The Data Science Toolbox project set out to tame an inconsistent classroom + lab environment. Different teammates had clashing versions of Python, TensorFlow, and BI tools, causing "works on my machine" drift.
Objectives
- Standardize runtime versions for analytics libraries
- Offer a simple web UI landing page linking to internal services
- Ensure cold start reproducibility with one command
Architecture
- Reverse proxy (nginx) fronting services on clean paths
- Container set: JupyterLab, TensorFlow base image w/ GPU optional, lightweight git UI, and a Tableau bridge
- Shared volume mounted for notebooks + datasets
Image Strategy
Each service has its own Dockerfile pinned to minor versions. A thin docker-compose.yml wires networks & volumes. Build args allow toggling GPU image.
Dev Experience
docker compose up -d → landing page lists live health checks. New contributors skip 45+ minutes of environment setup.
Security & Hardening
- Non‑root users in containers
- Read‑only configs baked; secrets via env file (excluded from repo)

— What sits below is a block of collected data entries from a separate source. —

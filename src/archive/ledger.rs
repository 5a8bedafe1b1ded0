//! Profile picture deduplication.
//!
//! Each account keeps a JSON sidecar mapping the timestamp a picture was
//! archived at to the SHA-256 of its bytes. A fetched picture is only written
//! when its hash is not already among the ledger's values.

use std::collections::BTreeMap;
use std::path::PathBuf;

use chrono::{DateTime, Utc};
use serde::{Deserialize, Serialize};
use sha2::{Digest, Sha256};
use tokio::fs;

use super::error::ArchiveError;
use super::naming::{format_timestamp, profile_pic_filename, LEDGER_FILENAME};
use super::{write_atomic, AccountDir};

/// Append-only `timestamp → hash` map. Keys are kept sorted so the pretty
/// printed file diffs cleanly.
#[derive(Debug, Clone, Default, PartialEq, Eq, Serialize, Deserialize)]
#[serde(transparent)]
pub struct HashLedger {
    entries: BTreeMap<String, String>,
}

impl HashLedger {
    pub fn path(account: &AccountDir) -> PathBuf {
        account.join(LEDGER_FILENAME)
    }

    /// Load the ledger of `account`.
    ///
    /// A missing file is an empty ledger. So is a corrupt one, after a
    /// warning: losing dedup history only costs a duplicate picture, while
    /// failing would skip the whole account.
    pub async fn load(account: &AccountDir) -> Result<Self, ArchiveError> {
        let path = Self::path(account);
        let contents = match fs::read_to_string(&path).await {
            Ok(c) => c,
            Err(e) if e.kind() == std::io::ErrorKind::NotFound => return Ok(Self::default()),
            Err(e) => return Err(ArchiveError::io(&path, e)),
        };
        match serde_json::from_str(&contents) {
            Ok(ledger) => Ok(ledger),
            Err(e) => {
                tracing::warn!(
                    "Profile hash ledger corrupted at {} ({}); resetting",
                    path.display(),
                    e
                );
                Ok(Self::default())
            }
        }
    }

    /// Replace the sidecar file in one rename.
    pub async fn save(&self, account: &AccountDir) -> Result<(), ArchiveError> {
        let json = serde_json::to_string_pretty(self)?;
        write_atomic(&Self::path(account), json.as_bytes()).await
    }

    pub fn contains_hash(&self, hash: &str) -> bool {
        self.entries.values().any(|h| h == hash)
    }

    pub fn insert(&mut self, timestamp: String, hash: String) {
        self.entries.insert(timestamp, hash);
    }

    pub fn len(&self) -> usize {
        self.entries.len()
    }

    pub fn is_empty(&self) -> bool {
        self.entries.is_empty()
    }

    #[cfg(test)]
    pub fn iter(&self) -> impl Iterator<Item = (&str, &str)> {
        self.entries.iter().map(|(k, v)| (k.as_str(), v.as_str()))
    }
}

/// Lowercase hex SHA-256 of `bytes`.
pub fn content_hash(bytes: &[u8]) -> String {
    let hash = Sha256::digest(bytes);
    hash.iter().map(|b| format!("{:02x}", b)).collect()
}

#[derive(Debug, Clone, PartialEq, Eq)]
pub enum ProfilePicOutcome {
    Unchanged,
    Archived { path: PathBuf },
}

/// Archive `picture` for `account` unless an identical picture already is.
///
/// `now` names the new file and ledger key. Two pictures archived within the
/// same second share a name; the later one overwrites the earlier.
pub async fn archive_profile_picture(
    account: &AccountDir,
    picture: &[u8],
    ledger: &mut HashLedger,
    now: DateTime<Utc>,
) -> Result<ProfilePicOutcome, ArchiveError> {
    let digest = content_hash(picture);
    if ledger.contains_hash(&digest) {
        tracing::debug!(
            "Profile picture for {} unchanged; skipping archival",
            account.username()
        );
        return Ok(ProfilePicOutcome::Unchanged);
    }

    tracing::info!("Archiving new profile picture for {}", account.username());
    let path = account.join(&profile_pic_filename(&now));
    write_atomic(&path, picture).await?;
    ledger.insert(format_timestamp(&now), digest);
    ledger.save(account).await?;
    Ok(ProfilePicOutcome::Archived { path })
}

#[cfg(test)]
mod tests {
    use super::*;
    use chrono::TimeZone;
    use std::path::Path;

    fn at(secs: i64) -> DateTime<Utc> {
        Utc.timestamp_opt(secs, 0).unwrap()
    }

    async fn account(root: &Path) -> AccountDir {
        AccountDir::ensure(root, "someone").await.unwrap()
    }

    fn profile_pics(account: &AccountDir) -> Vec<String> {
        let mut names: Vec<String> = std::fs::read_dir(account.path())
            .unwrap()
            .map(|e| e.unwrap().file_name().to_string_lossy().into_owned())
            .filter(|n| n.ends_with("_profile_pic.jpg"))
            .collect();
        names.sort();
        names
    }

    /// Digests of the picture files the ledger names, read back from disk.
    async fn hashes_on_disk(account: &AccountDir) -> Vec<String> {
        let ledger = HashLedger::load(account).await.unwrap();
        ledger
            .iter()
            .map(|(timestamp, _)| {
                let path = account.join(&format!("{}_UTC_profile_pic.jpg", timestamp));
                content_hash(&std::fs::read(path).unwrap())
            })
            .collect()
    }

    #[test]
    fn test_content_hash_hex() {
        assert_eq!(
            content_hash(b"abc"),
            "ba7816bf8f01cfea414140de5dae2223b00361a396177a9cb410ff61f20015ad"
        );
    }

    #[tokio::test]
    async fn test_missing_ledger_is_empty() {
        let root = tempfile::tempdir().unwrap();
        let account = account(root.path()).await;
        assert!(HashLedger::load(&account).await.unwrap().is_empty());
    }

    #[tokio::test]
    async fn test_corrupt_ledger_is_empty() {
        let root = tempfile::tempdir().unwrap();
        let account = account(root.path()).await;
        std::fs::write(HashLedger::path(&account), "{ not json").unwrap();
        assert!(HashLedger::load(&account).await.unwrap().is_empty());

        std::fs::write(HashLedger::path(&account), r#"{"2024": 5}"#).unwrap();
        assert!(HashLedger::load(&account).await.unwrap().is_empty());
    }

    #[tokio::test]
    async fn test_save_then_load_round_trip() {
        let root = tempfile::tempdir().unwrap();
        let account = account(root.path()).await;
        let mut ledger = HashLedger::default();
        ledger.insert("2024-01-02_03-04-05".into(), "bb".into());
        ledger.insert("2023-01-02_03-04-05".into(), "aa".into());
        ledger.save(&account).await.unwrap();

        assert_eq!(HashLedger::load(&account).await.unwrap(), ledger);
    }

    #[tokio::test]
    async fn test_saved_ledger_is_sorted_and_indented() {
        let root = tempfile::tempdir().unwrap();
        let account = account(root.path()).await;
        let mut ledger = HashLedger::default();
        ledger.insert("2024-01-02_03-04-05".into(), "bb".into());
        ledger.insert("2023-01-02_03-04-05".into(), "aa".into());
        ledger.save(&account).await.unwrap();

        let text = std::fs::read_to_string(HashLedger::path(&account)).unwrap();
        assert_eq!(
            text,
            "{\n  \"2023-01-02_03-04-05\": \"aa\",\n  \"2024-01-02_03-04-05\": \"bb\"\n}"
        );
    }

    #[tokio::test]
    async fn test_identical_picture_archived_once() {
        let root = tempfile::tempdir().unwrap();
        let account = account(root.path()).await;
        let mut ledger = HashLedger::load(&account).await.unwrap();

        let first = archive_profile_picture(&account, b"pic-v1", &mut ledger, at(1_000))
            .await
            .unwrap();
        assert!(matches!(first, ProfilePicOutcome::Archived { .. }));

        let mut ledger = HashLedger::load(&account).await.unwrap();
        let second = archive_profile_picture(&account, b"pic-v1", &mut ledger, at(2_000))
            .await
            .unwrap();
        assert_eq!(second, ProfilePicOutcome::Unchanged);

        assert_eq!(profile_pics(&account).len(), 1);
        assert_eq!(HashLedger::load(&account).await.unwrap().len(), 1);
    }

    #[tokio::test]
    async fn test_changed_picture_appends() {
        let root = tempfile::tempdir().unwrap();
        let account = account(root.path()).await;
        let mut ledger = HashLedger::default();

        archive_profile_picture(&account, b"pic-v1", &mut ledger, at(1_000))
            .await
            .unwrap();
        archive_profile_picture(&account, b"pic-v2", &mut ledger, at(2_000))
            .await
            .unwrap();
        // Reverting to an old picture is not new content.
        let outcome = archive_profile_picture(&account, b"pic-v1", &mut ledger, at(3_000))
            .await
            .unwrap();
        assert_eq!(outcome, ProfilePicOutcome::Unchanged);

        assert_eq!(
            profile_pics(&account),
            vec![
                "1970-01-01_00-16-40_UTC_profile_pic.jpg",
                "1970-01-01_00-33-20_UTC_profile_pic.jpg",
            ]
        );

        let mut on_disk = hashes_on_disk(&account).await;
        on_disk.sort();
        let mut in_ledger: Vec<String> = HashLedger::load(&account)
            .await
            .unwrap()
            .iter()
            .map(|(_, h)| h.to_string())
            .collect();
        in_ledger.sort();
        assert_eq!(on_disk, in_ledger);
    }
}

- Resource limits to prevent runaway training jobs
Lessons
- Pin versions early; silent minor bumps caused reproducibility issues.
- A tiny landing UI reduces friction; teammates actually use the stack.
- Layer caching saves CI minutes—multi-stage builds trimmed 300MB.
Next Steps
- Add Prometheus sidecar for resource graphs
- Integrate VS Code server for remote editing
A disciplined container boundary turned an ad‑hoc tool sprawl into a predictable platform.